And the notion that a little blah, blah, blah from nattering "Ned" will see Chairman Rupert leap free in a single bound is beyond delusional, but never mind, on with the blah, blah, blah ...

 


 

 

It's good that "Ned" can construct a column by reading Peril, but where was he when it came to constructing columns out of other texts?

 

 


 

 

Even CNN?  Come on "Ned", get down wit it ...



 

Suddenly he's also caught up with Kagan? Might be paywalled here, but really it should have been headed Our Fox Chairman Rupert constitutional and media crisis is already here ... because the two things go together, like peas and pod ...

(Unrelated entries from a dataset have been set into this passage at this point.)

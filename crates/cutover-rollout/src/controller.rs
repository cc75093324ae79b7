//! Rollout controller — drives the rollout state machine.
//!
//! Each phase handler performs its side effects and returns the next
//! phase; it never returns an error. Any failure becomes a transition to
//! `RollingBack` carrying the reason. Every transition is persisted
//! before the next handler runs.

use std::future::Future;
use std::time::Duration;

use tracing::{debug, error, info, warn};

use cutover_core::{
    epoch_millis, epoch_secs, slot_for_version, AbortSignal, Backoff, CutoverError,
    CutoverResult, EndpointTemplate, Environment, EnvironmentSpec, LifecycleState, Outcome,
    Phase, RollbackDiagnostics, RolloutPlan, RolloutState, StrategyKind, WeightStep,
};
use cutover_env::EnvironmentManager;
use cutover_health::{retry_with_backoff, HealthChecker, HealthReport, RetryOutcome};
use cutover_router::{RoutingMode, TrafficRouter};
use cutover_state::StateStore;

use crate::lease::LeaseRegistry;

/// Attempts per rollback action before the rollout is declared failed.
const ROLLBACK_ATTEMPTS: u32 = 3;
const ROLLBACK_INTERVAL: Duration = Duration::from_secs(1);

/// What to roll out.
#[derive(Debug, Clone)]
pub struct RolloutRequest {
    pub service: String,
    pub namespace: String,
    pub version: String,
    /// Replica count of the fully promoted environment.
    pub replicas: u32,
    pub plan: RolloutPlan,
    /// Where the new environment answers health probes.
    pub endpoint: EndpointTemplate,
}

/// Runs rollouts. Cheap to clone; clones share environments, routes,
/// the state store, and leases.
#[derive(Clone)]
pub struct RolloutController {
    envs: EnvironmentManager,
    router: TrafficRouter,
    health: HealthChecker,
    store: StateStore,
    leases: LeaseRegistry,
}
use std::net::SocketAddr;
use std::time::Duration;

use clap::Args;
use tracing::{info, warn};

use cutover_core::{CutoverConfig, CutoverError};
use cutover_rollout::RolloutRequest;
use cutover_state::StateStore;

use super::plan::resolve_plan;
use super::{
    abort_on_ctrl_c, build_controller, dry_run_controller, outcome_code, print_rollout, GlobalOpts,
};

#[derive(Debug, Args)]
pub struct DeployArgs {
    /// Version to roll out
    #[arg(id = "target_version", value_name = "VERSION")]
    pub version: String,
    /// blue-green, rolling, or canary
    pub strategy: String,
    /// Traffic percentages (default: from cutover.toml)
    pub percents: Vec<u32>,
    /// Service name (default: [service].name)
    #[arg(long)]
    pub service: Option<String>,
    /// Namespace (default: [service].namespace, then "default")
    #[arg(long)]
    pub namespace: Option<String>,
    /// Replicas of the fully promoted environment
    #[arg(long)]
    pub replicas: Option<u32>,
    /// Pause between steps, e.g. 30s
    #[arg(long)]
    pub pause: Option<String>,
    /// Run against in-memory backends with healthy probes and no pauses
    #[arg(long)]
    pub dry_run: bool,
    /// Serve the status API on this port while the rollout runs
    #[arg(long)]
    pub api_port: Option<u16>,
    /// Output format: text or json
    #[arg(short, long, default_value = "text")]
    pub format: String,
}

pub async fn deploy(globals: &GlobalOpts, args: DeployArgs) -> anyhow::Result<u8> {
    let config = globals.load_config()?;
    let service_config = config.service.as_ref();

    let service = args
        .service
        .or_else(|| service_config.map(|s| s.name.clone()))
        .ok_or_else(|| {
            CutoverError::Config("no service given; pass --service or set [service].name".to_string())
        })?;
    let namespace = args
        .namespace
        .or_else(|| service_config.and_then(|s| s.namespace.clone()))
        .unwrap_or_else(|| "default".to_string());
    let replicas = args
        .replicas
        .or_else(|| service_config.and_then(|s| s.replicas))
        .unwrap_or(1);

    let mut plan = resolve_plan(&config, &args.strategy, &args.percents, args.pause.as_deref())?;

    let (controller, store) = if args.dry_run {
        for step in &mut plan.steps {
            step.pause = Duration::ZERO;
        }
        let store = StateStore::open_in_memory()?;
        seed_dry_run(globals, &config, &service, &store);
        (dry_run_controller(store.clone()), store)
    } else {
        let store = globals.open_store(&config)?;
        (build_controller(&config, store.clone())?, store)
    };

    if let Some(port) = args.api_port {
        let store = store.clone();
        tokio::spawn(async move {
            let addr = SocketAddr::from(([0, 0, 0, 0], port));
            if let Err(e) = cutover_api::serve(store, addr, std::future::pending()).await {
                warn!(error = %e, "status API stopped");
            }
        });
    }

    info!(
        %service,
        version = %args.version,
        strategy = %plan.strategy,
        steps = plan.steps.len(),
        dry_run = args.dry_run,
        "starting rollout"
    );

    let request = RolloutRequest {
        service,
        namespace,
        version: args.version,
        replicas,
        plan,
        endpoint: config.endpoint_template(),
    };
    let state = controller.run(request, abort_on_ctrl_c()).await?;

    print_rollout(&state, &args.format)?;
    Ok(outcome_code(state.outcome))
}

/// Copy the real stable record into the dry-run store so the rehearsal
/// follows the same path a real rollout would. Best effort.
fn seed_dry_run(globals: &GlobalOpts, config: &CutoverConfig, service: &str, store: &StateStore) {
    let path = globals.state_path(config);
    if !path.exists() {
        return;
    }
    let stable = StateStore::open(&path).and_then(|real| real.get_stable(service));
    match stable {
        Ok(Some(env)) => {
            if let Err(e) = store.put_stable(&env) {
                warn!(error = %e, "could not seed dry run");
            }
        }
        Ok(None) => {}
        Err(e) => warn!(error = %e, "could not read stable environment for dry run"),
    }
}
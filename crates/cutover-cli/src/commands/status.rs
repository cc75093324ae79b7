use cutover_core::RolloutState;

use super::{print_rollout, GlobalOpts};

pub fn status(globals: &GlobalOpts, service: &str, format: &str) -> anyhow::Result<()> {
    let config = globals.load_config()?;
    let store = globals.open_store(&config)?;

    let rollout = store.get_rollout(service)?;
    let stable = store.get_stable(service)?;

    if format == "json" {
        let body = serde_json::json!({
            "service": service,
            "rollout": rollout,
            "stable": stable,
        });
        println!("{}", serde_json::to_string_pretty(&body)?);
        return Ok(());
    }

    match (rollout, stable) {
        (Some(rollout), _) => print_rollout(&rollout, format)?,
        (None, Some(env)) => println!(
            "✓ {service} idle, serving {} from {} ({}, {} replicas)",
            env.version,
            env.key(),
            env.state,
            env.replicas
        ),
        (None, None) => println!("no rollouts recorded for {service}"),
    }
    Ok(())
}

pub fn history(globals: &GlobalOpts, service: &str, limit: usize, format: &str) -> anyhow::Result<()> {
    let config = globals.load_config()?;
    let store = globals.open_store(&config)?;
    let entries = store.list_history(service, limit.max(1))?;

    match format {
        "json" => println!("{}", serde_json::to_string_pretty(&entries)?),
        _ if entries.is_empty() => println!("no finished rollouts for {service}"),
        _ => {
            for entry in &entries {
                println!("{}", history_line(entry));
            }
        }
    }
    Ok(())
}

fn history_line(state: &RolloutState) -> String {
    let outcome = state
        .outcome
        .map(|o| o.to_string())
        .unwrap_or_else(|| state.phase.name().to_string());
    let mut line = format!(
        "{:<13} {:<10} {:<11} {:<12} started {}",
        state.version,
        state.plan.strategy.to_string(),
        outcome,
        format!("{}/{} steps", state.step, state.plan.steps.len()),
        state.started_at / 1000
    );
    if let Some(reason) = &state.reason {
        line.push_str(&format!("  ({reason})"));
    }
    line
}
//! Readiness probe transports.

use std::collections::VecDeque;
use std::future::Future;
use std::pin::Pin;
use std::sync::atomic::{AtomicU32, Ordering};
use std::sync::Mutex;

use tracing::debug;

use cutover_core::HealthEndpoint;

/// Result of a single probe.
#[derive(Debug, Clone, PartialEq, Eq)]
pub enum ProbeResult {
    /// The endpoint answered 2xx.
    Healthy,
    /// The endpoint answered with a non-2xx status.
    Unhealthy { status: u16 },
    /// The probe could not be executed (connection or protocol error).
    Failed { error: String },
}

impl ProbeResult {
    pub fn is_healthy(&self) -> bool {
        matches!(self, ProbeResult::Healthy)
    }

    /// Human-readable failure detail, `None` when healthy.
    pub fn error_detail(&self) -> Option<String> {
        match self {
            ProbeResult::Healthy => None,
            ProbeResult::Unhealthy { status } => Some(format!("status {status}")),
            ProbeResult::Failed { error } => Some(error.clone()),
        }
    }
}

/// Boxed probe future.
pub type ProbeFuture<'a> = Pin<Box<dyn Future<Output = ProbeResult> + Send + 'a>>;

/// Executes one readiness probe. Injected into `HealthChecker` for testability.
pub trait Probe: Send + Sync {
    fn probe<'a>(&'a self, endpoint: &'a HealthEndpoint) -> ProbeFuture<'a>;
}

/// HTTP/1.1 `GET` probe over a fresh TCP connection.
#[derive(Debug, Clone, Copy, Default)]
pub struct HttpProbe;

impl Probe for HttpProbe {
    fn probe<'a>(&'a self, endpoint: &'a HealthEndpoint) -> ProbeFuture<'a> {
        Box::pin(http_probe(endpoint))
    }
}

/// Perform an HTTP readiness probe against an endpoint.
///
/// Returns `Healthy` if the response is 2xx, `Unhealthy` for non-2xx,
/// or `Failed` if the connection or request fails. Timeouts are applied
/// by the caller.
pub async fn http_probe(endpoint: &HealthEndpoint) -> ProbeResult {
    let uri = endpoint.to_string();

    let stream = match tokio::net::TcpStream::connect(endpoint.address.as_str()).await {
        Ok(s) => s,
        Err(e) => {
            debug!(error = %e, %uri, "probe connection failed");
            return ProbeResult::Failed {
                error: format!("connect: {e}"),
            };
        }
    };

    let io = hyper_util::rt::TokioIo::new(stream);
    let (mut sender, conn) = match hyper::client::conn::http1::handshake(io).await {
        Ok(pair) => pair,
        Err(e) => {
            debug!(error = %e, %uri, "probe handshake failed");
            return ProbeResult::Failed {
                error: format!("handshake: {e}"),
            };
        }
    };

    // Drive the connection in the background.
    tokio::spawn(async move {
        let _ = conn.await;
    });

    let req = match http::Request::builder()
        .method("GET")
        .uri(endpoint.path.as_str())
        .header("host", endpoint.address.as_str())
        .header("user-agent", concat!("cutover/", env!("CARGO_PKG_VERSION")))
        .body(http_body_util::Empty::<bytes::Bytes>::new())
    {
        Ok(req) => req,
        Err(e) => {
            return ProbeResult::Failed {
                error: format!("request: {e}"),
            }
        }
    };

    match sender.send_request(req).await {
        Ok(resp) if resp.status().is_success() => ProbeResult::Healthy,
        Ok(resp) => {
            debug!(status = %resp.status(), %uri, "probe non-2xx");
            ProbeResult::Unhealthy {
                status: resp.status().as_u16(),
            }
        }
        Err(e) => {
            debug!(error = %e, %uri, "probe request failed");
            ProbeResult::Failed {
                error: format!("request: {e}"),
            }
        }
    }
}

/// Probe that always returns the same result. Used by dry runs.
#[derive(Debug, Clone)]
pub struct StaticProbe(pub ProbeResult);

impl StaticProbe {
    pub fn healthy() -> Self {
        Self(ProbeResult::Healthy)
    }
}

impl Probe for StaticProbe {
    fn probe<'a>(&'a self, _endpoint: &'a HealthEndpoint) -> ProbeFuture<'a> {
        let result = self.0.clone();
        Box::pin(async move { result })
    }
}

/// Probe that replays a script of results, then repeats a fallback.
///
/// Counts every probe so callers can assert how many were made.
#[derive(Debug)]
pub struct ScriptedProbe {
    script: Mutex<VecDeque<ProbeResult>>,
    fallback: ProbeResult,
    calls: AtomicU32,
}

impl ScriptedProbe {
    pub fn new(script: impl IntoIterator<Item = ProbeResult>, fallback: ProbeResult) -> Self {
        Self {
            script: Mutex::new(script.into_iter().collect()),
            fallback,
            calls: AtomicU32::new(0),
        }
    }

    /// `healthy` successes, then failures forever.
    pub fn healthy_then_failing(healthy: usize) -> Self {
        Self::new(
            std::iter::repeat_n(ProbeResult::Healthy, healthy),
            ProbeResult::Unhealthy { status: 503 },
        )
    }

    /// Number of probes executed so far.
    pub fn calls(&self) -> u32 {
        self.calls.load(Ordering::SeqCst)
    }
}

impl Probe for ScriptedProbe {
    fn probe<'a>(&'a self, _endpoint: &'a HealthEndpoint) -> ProbeFuture<'a> {
        self.calls.fetch_add(1, Ordering::SeqCst);
        let next = self
            .script
            .lock()
            .expect("probe script lock")
            .pop_front()
            .unwrap_or_else(|| self.fallback.clone());
        Box::pin(async move { next })
    }
}
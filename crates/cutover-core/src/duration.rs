//! Human-friendly duration strings used in `cutover.toml`.

use std::time::Duration;

/// Parse a duration string like "5s", "500ms", "2m", or bare seconds.
pub fn parse_duration(s: &str) -> Option<Duration> {
    let s = s.trim();
    if let Some(ms) = s.strip_suffix("ms") {
        ms.trim().parse::<u64>().ok().map(Duration::from_millis)
    } else if let Some(secs) = s.strip_suffix('s') {
        secs.trim().parse::<u64>().ok().map(Duration::from_secs)
    } else if let Some(mins) = s.strip_suffix('m') {
        mins.trim().parse::<u64>().ok()?.checked_mul(60).map(Duration::from_secs)
    } else if let Some(hours) = s.strip_suffix('h') {
        hours.trim().parse::<u64>().ok()?.checked_mul(3600).map(Duration::from_secs)
    } else {
        s.parse::<u64>().ok().map(Duration::from_secs)
    }
}
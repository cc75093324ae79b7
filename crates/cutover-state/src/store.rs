//! StateStore — redb-backed persistence for rollouts.
//!
//! Provides typed operations over active rollouts, stable environments,
//! and rollout history. All values are JSON-serialized into redb's
//! `&[u8]` value columns. The store supports both on-disk and in-memory
//! backends (the latter for tests and dry runs).

use std::path::Path;
use std::sync::Arc;

use redb::{Database, ReadableDatabase, ReadableTable};
use tracing::debug;

use cutover_core::{Environment, RolloutState};

use crate::error::{StateError, StateResult};
use crate::tables::*;

/// Convert any `Display` error into a `StateError` variant via a closure factory.
macro_rules! map_err {
    ($variant:ident) => {
        |e| StateError::$variant(e.to_string())
    };
}

/// Thread-safe state store backed by redb.
#[derive(Clone)]
pub struct StateStore {
    db: Arc<Database>,
}

impl StateStore {
    /// Open (or create) a persistent state store at the given path.
    pub fn open(path: &Path) -> StateResult<Self> {
        let db = Database::create(path).map_err(map_err!(Open))?;
        let store = Self { db: Arc::new(db) };
        store.ensure_tables()?;
        debug!(?path, "state store opened");
        Ok(store)
    }

    /// Create an ephemeral in-memory state store.
    pub fn open_in_memory() -> StateResult<Self> {
        let backend = redb::backends::InMemoryBackend::new();
        let db = Database::builder()
            .create_with_backend(backend)
            .map_err(map_err!(Open))?;
        let store = Self { db: Arc::new(db) };
        store.ensure_tables()?;
        debug!("in-memory state store opened");
        Ok(store)
    }

    /// Create all tables if they don't exist yet.
    fn ensure_tables(&self) -> StateResult<()> {
        let txn = self.db.begin_write().map_err(map_err!(Transaction))?;
        // Opening a table in a write transaction creates it if absent.
        txn.open_table(ROLLOUTS).map_err(map_err!(Table))?;
        txn.open_table(STABLE).map_err(map_err!(Table))?;
        txn.open_table(HISTORY).map_err(map_err!(Table))?;
        txn.commit().map_err(map_err!(Transaction))?;
        Ok(())
    }

    // ── Active rollouts ────────────────────────────────────────────

    /// Record a new rollout unless the service already has an active one.
    ///
    /// Returns `false` (and writes nothing) when a non-terminal rollout is
    /// already recorded. The check and the insert share one write
    /// transaction, so two processes cannot both claim a service.
    pub fn try_claim_rollout(&self, state: &RolloutState) -> StateResult<bool> {
        let value = serde_json::to_vec(state).map_err(map_err!(Serialize))?;
        let txn = self.db.begin_write().map_err(map_err!(Transaction))?;
        let claimed = {
            let mut table = txn.open_table(ROLLOUTS).map_err(map_err!(Table))?;
            let in_flight = match table.get(state.service.as_str()).map_err(map_err!(Read))? {
                Some(guard) => {
                    let existing: RolloutState =
                        serde_json::from_slice(guard.value()).map_err(map_err!(Deserialize))?;
                    !existing.is_terminal()
                }
                None => false,
            };
            if !in_flight {
                table
                    .insert(state.service.as_str(), value.as_slice())
                    .map_err(map_err!(Write))?;
            }
            !in_flight
        };
        if claimed {
            txn.commit().map_err(map_err!(Transaction))?;
            debug!(service = %state.service, "rollout claimed");
        } else {
            txn.abort().map_err(map_err!(Transaction))?;
            debug!(service = %state.service, "rollout claim refused");
        }
        Ok(claimed)
    }

    /// Insert or update the active rollout for a service.
    pub fn put_rollout(&self, state: &RolloutState) -> StateResult<()> {
        let value = serde_json::to_vec(state).map_err(map_err!(Serialize))?;
        let txn = self.db.begin_write().map_err(map_err!(Transaction))?;
        {
            let mut table = txn.open_table(ROLLOUTS).map_err(map_err!(Table))?;
            table
                .insert(state.service.as_str(), value.as_slice())
                .map_err(map_err!(Write))?;
        }
        txn.commit().map_err(map_err!(Transaction))?;
        Ok(())
    }

    /// Get the active rollout for a service.
    pub fn get_rollout(&self, service: &str) -> StateResult<Option<RolloutState>> {
        let txn = self.db.begin_read().map_err(map_err!(Transaction))?;
        let table = txn.open_table(ROLLOUTS).map_err(map_err!(Table))?;
        match table.get(service).map_err(map_err!(Read))? {
            Some(guard) => {
                let state: RolloutState =
                    serde_json::from_slice(guard.value()).map_err(map_err!(Deserialize))?;
                Ok(Some(state))
            }
            None => Ok(None),
        }
    }

    /// List all active rollouts.
    pub fn list_rollouts(&self) -> StateResult<Vec<RolloutState>> {
        let txn = self.db.begin_read().map_err(map_err!(Transaction))?;
        let table = txn.open_table(ROLLOUTS).map_err(map_err!(Table))?;
        let mut results = Vec::new();
        for entry in table.iter().map_err(map_err!(Read))? {
            let (_, value) = entry.map_err(map_err!(Read))?;
            let state: RolloutState =
                serde_json::from_slice(value.value()).map_err(map_err!(Deserialize))?;
            results.push(state);
        }
        Ok(results)
    }

    /// Move a finished rollout from the active table into history.
    pub fn archive_rollout(&self, state: &RolloutState) -> StateResult<()> {
        let key = state.history_key();
        let value = serde_json::to_vec(state).map_err(map_err!(Serialize))?;
        let txn = self.db.begin_write().map_err(map_err!(Transaction))?;
        {
            let mut history = txn.open_table(HISTORY).map_err(map_err!(Table))?;
            history
                .insert(key.as_str(), value.as_slice())
                .map_err(map_err!(Write))?;
            let mut active = txn.open_table(ROLLOUTS).map_err(map_err!(Table))?;
            active
                .remove(state.service.as_str())
                .map_err(map_err!(Write))?;
        }
        txn.commit().map_err(map_err!(Transaction))?;
        debug!(%key, "rollout archived");
        Ok(())
    }

    /// Finished rollouts for a service, newest first.
    pub fn list_history(&self, service: &str, limit: usize) -> StateResult<Vec<RolloutState>> {
        let prefix = format!("{service}:");
        let txn = self.db.begin_read().map_err(map_err!(Transaction))?;
        let table = txn.open_table(HISTORY).map_err(map_err!(Table))?;
        let mut results = Vec::new();
        for entry in table.iter().map_err(map_err!(Read))?.rev() {
            let (key, value) = entry.map_err(map_err!(Read))?;
            if key.value().starts_with(&prefix) {
                let state: RolloutState =
                    serde_json::from_slice(value.value()).map_err(map_err!(Deserialize))?;
                results.push(state);
                if results.len() >= limit {
                    break;
                }
            }
        }
        Ok(results)
    }

    // ── Stable environments ────────────────────────────────────────

    /// Record the environment now serving a service.
    pub fn put_stable(&self, env: &Environment) -> StateResult<()> {
        let value = serde_json::to_vec(env).map_err(map_err!(Serialize))?;
        let txn = self.db.begin_write().map_err(map_err!(Transaction))?;
        {
            let mut table = txn.open_table(STABLE).map_err(map_err!(Table))?;
            table
                .insert(env.service.as_str(), value.as_slice())
                .map_err(map_err!(Write))?;
        }
        txn.commit().map_err(map_err!(Transaction))?;
        debug!(service = %env.service, slot = %env.slot, "stable environment stored");
        Ok(())
    }

    /// Get the stable environment for a service.
    pub fn get_stable(&self, service: &str) -> StateResult<Option<Environment>> {
        let txn = self.db.begin_read().map_err(map_err!(Transaction))?;
        let table = txn.open_table(STABLE).map_err(map_err!(Table))?;
        match table.get(service).map_err(map_err!(Read))? {
            Some(guard) => {
                let env: Environment =
                    serde_json::from_slice(guard.value()).map_err(map_err!(Deserialize))?;
                Ok(Some(env))
            }
            None => Ok(None),
        }
    }

    /// List every service's stable environment.
    pub fn list_stable(&self) -> StateResult<Vec<Environment>> {
        let txn = self.db.begin_read().map_err(map_err!(Transaction))?;
        let table = txn.open_table(STABLE).map_err(map_err!(Table))?;
        let mut results = Vec::new();
        for entry in table.iter().map_err(map_err!(Read))? {
            let (_, value) = entry.map_err(map_err!(Read))?;
            let env: Environment =
                serde_json::from_slice(value.value()).map_err(map_err!(Deserialize))?;
            results.push(env);
        }
        Ok(results)
    }
}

As if to emphasize the point,  the reptiles chose this moment to interrupt "Ned" with a click bait video, without even the wit to show the mango Mussolini as a Joker, instead deciding to give him the status of an ace in a royal flush ...

 


 

It must be buried deep in the reptile genes, but look on the bright side ...at least there was no sign of "Ned's" infamous podcast, nor any sense of history ... 

Ah, the good old days when fascists might congregate together ...

 


 

 

Yes, the pond remembers it well, as recorded in the Graudian here ... way back in 2017 ...



 

And so the criminal dance began, and it's been a "They shoot horses, don't they? " marathon dance event ever since ...

Ever since the criminal enterprise has played a key role in the work and deeds of the political criminal, ever fearful of being outflanked by even more extreme right networks, and so driving itself and the Republican party towards complete madness and criminality and coups ... and yet "Ned" ignores all the history, the complicity, the criminality, and just plows on with the blah, blah, blah ...

 


 

Having tried it once, does anyone doubt that chairman Rupert and Faux Noise won't be beside him when he tries it again?

Sure, they banned Rudy except they say they didn't, except they did, to the delight of Seth Meyers, but let's face it, Rudy was only ever the clown at the Faux Noise tea party ... 

The Chairman doesn't have the guts to turn on the Donald - he values his precious and his cash and power too much - and in any case are the monsters in Faux Noise for changing?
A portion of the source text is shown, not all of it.